Additionally, the shape of the grain size distribution curve is smooth, the
coefficient of curvature is between 1-3, and the coefficient of uniformity
must be >4 for gravel and >6 for sand.
(2) Poorly-Graded Soil. There are two types of poorly-graded soil.
(a) Uniformly graded soil consists primarily of particles of
nearly the same size.
(b) Gap Graded soil contains both large and small particles, but
the gradation continuity is broken by the absence of some particle sizes.
(ON CAG #21)
TRANSITION: Now that we have discussed soil characteristics, the different
types of particle sizes and shapes, and gradation, are they any questions?
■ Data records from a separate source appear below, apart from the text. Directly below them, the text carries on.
//! Encrypted envelope codec.
//!
//! # Wire Format
//! ```text
//! {"data": base64url(nonce || AES-256-GCM(json(inner message)) || tag)}
//! ```
//!
//! Inner messages carry their body as a base64 string of raw bytes, so JSON
//! bodies, multipart-as-JSON descriptors and opaque assets all travel the
//! same way.

use std::collections::BTreeMap;

use base64::{
    alphabet,
    engine::{general_purpose::GeneralPurpose, GeneralPurposeConfig, DecodePaddingMode},
    Engine,
};
use serde::{de::DeserializeOwned, Deserialize, Serialize};

use crate::crypto::SessionKey;
use crate::error::{TunnelError, TunnelResult};

/// URL-safe alphabet, padded on encode, padding optional on decode.
const ENVELOPE_B64: GeneralPurpose = GeneralPurpose::new(
    &alphabet::URL_SAFE,
    GeneralPurposeConfig::new().with_decode_padding_mode(DecodePaddingMode::Indifferent),
);

/// Outer transport frame.
#[derive(Debug, Clone, PartialEq, Eq, Serialize, Deserialize)]
pub struct Envelope {
    pub data: String,
}

/// A request as the client interceptor saw it.
#[derive(Debug, Clone, PartialEq, Eq, Serialize, Deserialize)]
pub struct InnerRequest {
    pub method: String,
    #[serde(default)]
    pub headers: BTreeMap<String, String>,
    #[serde(default, with = "body_bytes")]
    pub body: Vec<u8>,
}

/// A response as it should be reconstructed by the client.
#[derive(Debug, Clone, PartialEq, Eq, Serialize, Deserialize)]
pub struct InnerResponse {
    pub status: u16,
    #[serde(rename = "statusText", default)]
    pub status_text: String,
    #[serde(default)]
    pub headers: BTreeMap<String, String>,
    #[serde(default, with = "body_bytes")]
    pub body: Vec<u8>,
}

impl InnerRequest {
    /// Header lookup ignoring ASCII case.
    pub fn header(&self, name: &str) -> Option<&str> {
        self.headers
            .iter()
            .find(|(k, _)| k.eq_ignore_ascii_case(name))
            .map(|(_, v)| v.as_str())
    }

    /// Declared media type, lowercased and without parameters.
    pub fn media_type(&self) -> Option<String> {
        self.header("content-type").map(|ct| {
            ct.split(';')
                .next()
                .unwrap_or_default()
                .trim()
                .to_ascii_lowercase()
        })
    }
}

/// Serialize `message`, encrypt it with `key` and wrap it in an envelope.
pub fn encode<T: Serialize>(message: &T, key: &SessionKey) -> TunnelResult<Vec<u8>> {
    let plaintext = serde_json::to_vec(message)
        .map_err(|e| TunnelError::MalformedPayload(e.to_string()))?;
    let sealed = key.seal(&plaintext)?;

    let envelope = Envelope {
        data: ENVELOPE_B64.encode(sealed),
    };
    serde_json::to_vec(&envelope).map_err(|e| TunnelError::MalformedEnvelope(e.to_string()))
}

/// Unwrap an envelope, decrypt it with `key` and parse the inner message.
pub fn decode<T: DeserializeOwned>(envelope: &[u8], key: &SessionKey) -> TunnelResult<T> {
    let envelope: Envelope = serde_json::from_slice(envelope)
        .map_err(|e| TunnelError::MalformedEnvelope(e.to_string()))?;
    let sealed = ENVELOPE_B64
        .decode(envelope.data.as_bytes())
        .map_err(|e| TunnelError::MalformedEnvelope(format!("data: {e}")))?;

    let plaintext = key.open(&sealed)?;

    serde_json::from_slice(&plaintext).map_err(|e| TunnelError::MalformedPayload(e.to_string()))
}

/// Bodies travel as base64 (standard alphabet) strings.
mod body_bytes {
    use base64::{engine::general_purpose::STANDARD, Engine};
    use serde::{Deserialize, Deserializer, Serializer};

    pub fn serialize<S: Serializer>(bytes: &[u8], serializer: S) -> Result<S::Ok, S::Error> {
        serializer.serialize_str(&STANDARD.encode(bytes))
    }

    pub fn deserialize<'de, D: Deserializer<'de>>(deserializer: D) -> Result<Vec<u8>, D::Error> {
        let encoded = Option::<String>::deserialize(deserializer)?;
        match encoded {
            Some(s) => STANDARD.decode(s.as_bytes()).map_err(serde::de::Error::custom),
            None => Ok(Vec::new()),
        }
    }
}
If they are no questions I have some questions for you. (a) How is particle
size determined? Using a sieve (b) What are the two types of poorly graded
soil? Uniformly and Gap Graded
Now that we have covered soil characteristics, the different types of
particle sizes, shapes and gradation, let’s take a ten minute break and then
we will take a look at the Unified Soil Classification System (USCS).
_____________________________________________________________________________
_____________________________________________________________________________
_____________________________________________________________________________
(BREAK 10 Min)
TRANSITION: Before the break we covered SOIL CHARACTERISTICS. Do you have any
questions? If not, let’s talk about UNIFIED SOIL CLASSIFICATION SYSTEM
(USCS).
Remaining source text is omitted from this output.